== WHAT IS EXPECTED ==
Set down all of the entries exactly, leaving nothing out.
[[ PROVIDED DATA, beginning ]]
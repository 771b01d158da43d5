//! Client error taxonomy.

use dazzler_shared::RequestError;

#[derive(Debug, thiserror::Error)]
pub enum DazzlerError {
    /// HTTP status >= 400.
    #[error(transparent)]
    Transport(#[from] RequestError),

    #[error("Network error: {0}")]
    Network(String),

    #[error("Deserialization error: {0}")]
    Deserialize(String),

    /// A frame referenced something this client cannot serve.
    #[error("Protocol error: {0}")]
    Protocol(String),

    #[error("Connection error: {0}")]
    Connection(String),

    /// The server layout is not a component descriptor.
    #[error("Invalid layout: {0}")]
    Structural(String),

    #[error("Failed to load requirement {url}: {reason}")]
    RequirementLoad { url: String, reason: String },

    #[error("Package not registered: {0}")]
    UnknownPackage(String),

    #[error("Component {name} not found in package {package}")]
    UnknownComponent { package: String, name: String },

    #[error("Configuration error: {0}")]
    Config(String),
}

impl DazzlerError {
    /// Status of a transport rejection, if this is one.
    pub fn status(&self) -> Option<u16> {
        match self {
            DazzlerError::Transport(e) => Some(e.status),
            _ => None,
        }
    }
}

pub type Result<T, E = DazzlerError> = std::result::Result<T, E>;
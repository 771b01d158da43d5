//! Logging macros.
//!
//! Call sites use the crate-level `log_*!` macros so the backend can change
//! in one place. Messages go to `tracing` under the `dazzler_client` target.

#[doc(hidden)]
pub use tracing::Level;

#[doc(hidden)]
pub fn emit(level: Level, msg: &str) {
    match level {
        Level::ERROR => tracing::error!(target: "dazzler_client", "{}", msg),
        Level::WARN => tracing::warn!(target: "dazzler_client", "{}", msg),
        Level::INFO => tracing::info!(target: "dazzler_client", "{}", msg),
        Level::DEBUG => tracing::debug!(target: "dazzler_client", "{}", msg),
        _ => tracing::trace!(target: "dazzler_client", "{}", msg),
    }
}

#[macro_export]
macro_rules! log_info {
    ($($arg:tt)*) => {
        $crate::logging::emit($crate::logging::Level::INFO, &format!($($arg)*))
    };
}

#[macro_export]
macro_rules! log_error {
    ($($arg:tt)*) => {
        $crate::logging::emit($crate::logging::Level::ERROR, &format!($($arg)*))
    };
}

#[macro_export]
macro_rules! log_warn {
    ($($arg:tt)*) => {
        $crate::logging::emit($crate::logging::Level::WARN, &format!($($arg)*))
    };
}

/// Debug output, off unless `RUST_LOG` enables `dazzler_client=debug`.
#[macro_export]
macro_rules! log_debug {
    ($($arg:tt)*) => {
        $crate::logging::emit($crate::logging::Level::DEBUG, &format!($($arg)*))
    };
}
[[ PROVIDED DATA, end ]]
== TASK ANSWER ==
repository 771b01d158da43d5
//! Client error taxonomy.

use dazzler_shared::RequestError;

#[derive(Debug, thiserror::Error)]
pub enum DazzlerError {
    /// HTTP status >= 400.
    #[error(transparent)]
    Transport(#[from] RequestError),

    #[error("Network error: {0}")]
    Network(String),

    #[error("Deserialization error: {0}")]
    Deserialize(String),

    /// A frame referenced something this client cannot serve.
    #[error("Protocol error: {0}")]
    Protocol(String),

    #[error("Connection error: {0}")]
    Connection(String),

    /// The server layout is not a component descriptor.
    #[error("Invalid layout: {0}")]
    Structural(String),

    #[error("Failed to load requirement {url}: {reason}")]
    RequirementLoad { url: String, reason: String },

    #[error("Package not registered: {0}")]
    UnknownPackage(String),

    #[error("Component {name} not found in package {package}")]
    UnknownComponent { package: String, name: String },

    #[error("Configuration error: {0}")]
    Config(String),
}

impl DazzlerError {
    /// Status of a transport rejection, if this is one.
    pub fn status(&self) -> Option<u16> {
        match self {
            DazzlerError::Transport(e) => Some(e.status),
            _ => None,
        }
    }
}

pub type Result<T, E = DazzlerError> = std::result::Result<T, E>;
repository 771b01d158da43d5
//! Logging macros.
//!
//! Call sites use the crate-level `log_*!` macros so the backend can change
//! in one place. Messages go to `tracing` under the `dazzler_client` target.

#[doc(hidden)]
pub use tracing::Level;

#[doc(hidden)]
pub fn emit(level: Level, msg: &str) {
    match level {
        Level::ERROR => tracing::error!(target: "dazzler_client", "{}", msg),
        Level::WARN => tracing::warn!(target: "dazzler_client", "{}", msg),
        Level::INFO => tracing::info!(target: "dazzler_client", "{}", msg),
        Level::DEBUG => tracing::debug!(target: "dazzler_client", "{}", msg),
        _ => tracing::trace!(target: "dazzler_client", "{}", msg),
    }
}

#[macro_export]
macro_rules! log_info {
    ($($arg:tt)*) => {
        $crate::logging::emit($crate::logging::Level::INFO, &format!($($arg)*))
    };
}

#[macro_export]
macro_rules! log_error {
    ($($arg:tt)*) => {
        $crate::logging::emit($crate::logging::Level::ERROR, &format!($($arg)*))
    };
}

#[macro_export]
macro_rules! log_warn {
    ($($arg:tt)*) => {
        $crate::logging::emit($crate::logging::Level::WARN, &format!($($arg)*))
    };
}

/// Debug output, off unless `RUST_LOG` enables `dazzler_client=debug`.
#[macro_export]
macro_rules! log_debug {
    ($($arg:tt)*) => {
        $crate::logging::emit($crate::logging::Level::DEBUG, &format!($($arg)*))
    };
}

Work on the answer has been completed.